Oliver Humphrys Myers

Dates: 
1903 - 1966

British archaeologist; he was born in Shoeburyness, 27 June 1903, son of Alfred Edward Cecil M., Lt-Colonel in the Artillery, and Bertha Maud Cory; he was educated at Wellington College, Berks., afterwards being engaged in literary and theatrical work in Cambridge; in 1927 Terence Gray (q.v.) introduced him to Brunton (q.v.) then excavating at Mostagedda; as a result he went to work with Petrie (q.v.) at Tell Fara in Palestine thereby starting his career in archaeology; he did not begin his work in Egypt until 1929, in which year he began to study hieroglyphs under Gardiner (q.v.); in 1930 began the highly successful association with Mond (q.v.) at Armant for which he is best remembered; he was made Director of the excavation in 1936, the seasons being conducted until 1938; during the Second World War Myers served in the Intelligence Corps, 1941-6, in Egypt, Libya, Palestine, Syria, Lebanon and Aden, and as official coordinator of Intelligence under Field Marshal Wilson and General Collet; he married 1. Mary Irene Cathcart Borer, and following his divorce, 2. 1940 (Mary) Julia Theodora de la Motte; he renewed his association with the Nile Valley in 1946, teaching at Gordon College, Khartoum, and excavated at Abka near Wadi Halfa; he was visiting Professor at the Institute of Ancient Sudanese Studies, Zamalek, 1950, and worked in various countries in the Near East after 1953, afterwards being appointed Senior Lecturer in the University of Ibadan in Ife, Nigeria; he never received the recognition which was his due in England after much careful and thorough work in archaeology; he published, The Bucheum, 3 vols. 1934; The Cemeteries of Armant I, 2 vols., in which no fewer than 40 specialists were involved, 1937; The Temples of Armant.
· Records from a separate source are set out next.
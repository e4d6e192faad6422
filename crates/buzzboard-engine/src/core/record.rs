use std::{collections::BTreeSet, fmt, str::FromStr};

use serde::{Deserialize, Serialize};

use crate::InvalidClueError;

/// Round a clue was aired in.
///
/// Only clues from the board's eligible round (normally [`Round::First`]) are
/// considered when generating a board.
#[derive(
    Debug, Clone, Copy, PartialEq, Eq, Hash, PartialOrd, Ord, Serialize, Deserialize,
    derive_more::IsVariant,
)]
#[serde(rename_all = "snake_case")]
pub enum Round {
    First,
    Second,
    Final,
    Unknown,
}

impl Round {
    /// Parses the loose round labels found in clue datasets.
    ///
    /// Unrecognized labels map to [`Round::Unknown`] rather than failing.
    #[must_use]
    pub fn from_label(label: &str) -> Self {
        let label = label.trim().to_ascii_uppercase();
        match label.as_str() {
            "1" | "J" | "JEOPARDY" | "JEOPARDY!" | "FIRST" => Self::First,
            "2" | "DJ" | "DOUBLE JEOPARDY" | "DOUBLE JEOPARDY!" | "SECOND" => Self::Second,
            "3" | "FJ" | "FINAL JEOPARDY" | "FINAL JEOPARDY!" | "FINAL" => Self::Final,
            _ => Self::Unknown,
        }
    }
}

impl FromStr for Round {
    type Err = std::convert::Infallible;

    fn from_str(s: &str) -> Result<Self, Self::Err> {
        Ok(Self::from_label(s))
    }
}

impl fmt::Display for Round {
    fn fmt(&self, f: &mut fmt::Formatter<'_>) -> fmt::Result {
        let label = match self {
            Self::First => "first",
            Self::Second => "second",
            Self::Final => "final",
            Self::Unknown => "unknown",
        };
        f.write_str(label)
    }
}

/// Returns the grouping key of a category name.
///
/// Categories are grouped case-insensitively with surrounding whitespace
/// removed and inner whitespace runs collapsed, so `"Science"` and
/// `"SCIENCE "` share one key.
///
/// # Example
///
/// ```
/// use buzzboard_engine::category_key;
///
/// assert_eq!(category_key("  World   History "), category_key("WORLD HISTORY"));
/// ```
#[must_use]
pub fn category_key(name: &str) -> String {
    name.split_whitespace()
        .map(str::to_lowercase)
        .collect::<Vec<_>>()
        .join(" ")
}

/// A normalized clue/response pair.
///
/// Records are immutable once constructed. The constructor guarantees that the
/// clue and response text are non-empty after trimming. Deserialization goes
/// through the same checks.
#[derive(Debug, Clone, PartialEq, Eq, Serialize, Deserialize)]
#[serde(try_from = "ClueRecordFields")]
pub struct ClueRecord {
    id: String,
    round: Round,
    category: String,
    value: u32,
    clue: String,
    response: String,
    #[serde(default)]
    tags: BTreeSet<String>,
}

/// Unvalidated wire form of a [`ClueRecord`].
#[derive(Deserialize)]
struct ClueRecordFields {
    id: String,
    round: Round,
    #[serde(default)]
    category: String,
    value: u32,
    clue: String,
    response: String,
    #[serde(default)]
    tags: BTreeSet<String>,
}

impl TryFrom<ClueRecordFields> for ClueRecord {
    type Error = InvalidClueError;

    fn try_from(fields: ClueRecordFields) -> Result<Self, Self::Error> {
        let record = Self::new(
            fields.id,
            fields.round,
            &fields.category,
            fields.value,
            &fields.clue,
            &fields.response,
        )?;
        Ok(record.with_tags(fields.tags))
    }
}

impl ClueRecord {
    /// Creates a record, trimming every text field.
    ///
    /// Fails when the clue or response is empty after trimming.
    pub fn new(
        id: impl Into<String>,
        round: Round,
        category: &str,
        value: u32,
        clue: &str,
        response: &str,
    ) -> Result<Self, InvalidClueError> {
        let id = id.into();
        let clue = clue.trim();
        let response = response.trim();
        if clue.is_empty() {
            return Err(InvalidClueError::EmptyClue { id });
        }
        if response.is_empty() {
            return Err(InvalidClueError::EmptyResponse { id });
        }
        let category = category.trim();
        let category = if category.is_empty() {
            "UNKNOWN"
        } else {
            category
        };
        Ok(Self {
            id,
            round,
            category: category.to_owned(),
            value,
            clue: clue.to_owned(),
            response: response.to_owned(),
            tags: BTreeSet::new(),
        })
    }

    /// Attaches subject tags, dropping blank ones.
    #[must_use]
    pub fn with_tags<I, S>(mut self, tags: I) -> Self
    where
        I: IntoIterator<Item = S>,
        S: AsRef<str>,
    {
        self.tags = tags
            .into_iter()
            .map(|tag| tag.as_ref().trim().to_owned())
            .filter(|tag| !tag.is_empty())
            .collect();
        self
    }

    #[must_use]
    pub fn id(&self) -> &str {
        &self.id
    }

    #[must_use]
    pub fn round(&self) -> Round {
        self.round
    }

    /// Display form of the category (trimmed, case preserved).
    #[must_use]
    pub fn category(&self) -> &str {
        &self.category
    }

    /// Grouping key of the category, see [`category_key`].
    #[must_use]
    pub fn category_key(&self) -> String {
        category_key(&self.category)
    }

    #[must_use]
    pub fn value(&self) -> u32 {
        self.value
    }

    #[must_use]
    pub fn clue(&self) -> &str {
        &self.clue
    }

    #[must_use]
    pub fn response(&self) -> &str {
        &self.response
    }

    #[must_use]
    pub fn tags(&self) -> &BTreeSet<String> {
        &self.tags
    }
}

#[cfg(test)]
mod tests {
    use super::*;

    #[test]
    fn test_round_labels() {
        assert_eq!(Round::from_label("1"), Round::First);
        assert_eq!(Round::from_label(" jeopardy! "), Round::First);
        assert_eq!(Round::from_label("DJ"), Round::Second);
        assert_eq!(Round::from_label("Final Jeopardy"), Round::Final);
        assert_eq!(Round::from_label("tiebreaker"), Round::Unknown);
        assert_eq!(Round::from_label(""), Round::Unknown);
    }

    #[test]
    fn test_category_key_merges_case_and_whitespace() {
        assert_eq!(category_key("Science"), category_key("SCIENCE "));
        assert_eq!(category_key("a  b\tc"), "a b c");
        assert_ne!(category_key("Science"), category_key("Sciences"));
    }

    #[test]
    fn test_record_trims_text() {
        let record =
            ClueRecord::new("x", Round::First, "  Rivers ", 200, " Longest river ", " the Nile ")
                .unwrap();
        assert_eq!(record.category(), "Rivers");
        assert_eq!(record.clue(), "Longest river");
        assert_eq!(record.response(), "the Nile");
    }

    #[test]
    fn test_record_rejects_empty_text() {
        let err = ClueRecord::new("x", Round::First, "Rivers", 200, "   ", "Nile").unwrap_err();
        assert!(matches!(err, InvalidClueError::EmptyClue { .. }));
        let err = ClueRecord::new("y", Round::First, "Rivers", 200, "Clue", "").unwrap_err();
        assert!(matches!(err, InvalidClueError::EmptyResponse { .. }));
    }

    #[test]
    fn test_blank_category_becomes_unknown() {
        let record = ClueRecord::new("x", Round::First, " ", 200, "c", "r").unwrap();
        assert_eq!(record.category(), "UNKNOWN");
    }

    #[test]
    fn test_tags_drop_blanks() {
        let record = ClueRecord::new("x", Round::First, "Rivers", 200, "c", "r")
            .unwrap()
            .with_tags(["geo", " ", " africa "]);
        let tags = record.tags().iter().map(String::as_str).collect::<Vec<_>>();
        assert_eq!(tags, ["africa", "geo"]);
    }

    #[test]
    fn test_deserialize_validates() {
        let err = serde_json::from_str::<ClueRecord>(
            r#"{"id":"x","round":"first","category":"","value":7,"clue":"","response":"   "}"#,
        )
        .unwrap_err();
        assert!(err.to_string().contains("empty clue text"));

        let record = serde_json::from_str::<ClueRecord>(
            r#"{"id":"y","round":"second","category":" ","value":400,"clue":" c ","response":"r","tags":["geo"," "]}"#,
        )
        .unwrap();
        assert_eq!(record.category(), "UNKNOWN");
        assert_eq!(record.clue(), "c");
        assert_eq!(record.tags().len(), 1);
        let json = serde_json::to_string(&record).unwrap();
        assert_eq!(serde_json::from_str::<ClueRecord>(&json).unwrap(), record);
    }
}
A preliminary survey, 2 vols. 1946; all with Sir Robert Mond; Some Applications of Statistics to Archaeology, 1951; his bibl. also lists 33 articles in JEA and various Egyptological journals, 20 more on different subjects, and four archaeological reviews; in addition he left three works in MS., Notes on Water Supply and Rainfall, Cemeteries of Armant II, and Neolithic Nubians, he died in Berkhamsted, 26 Nov. 1966.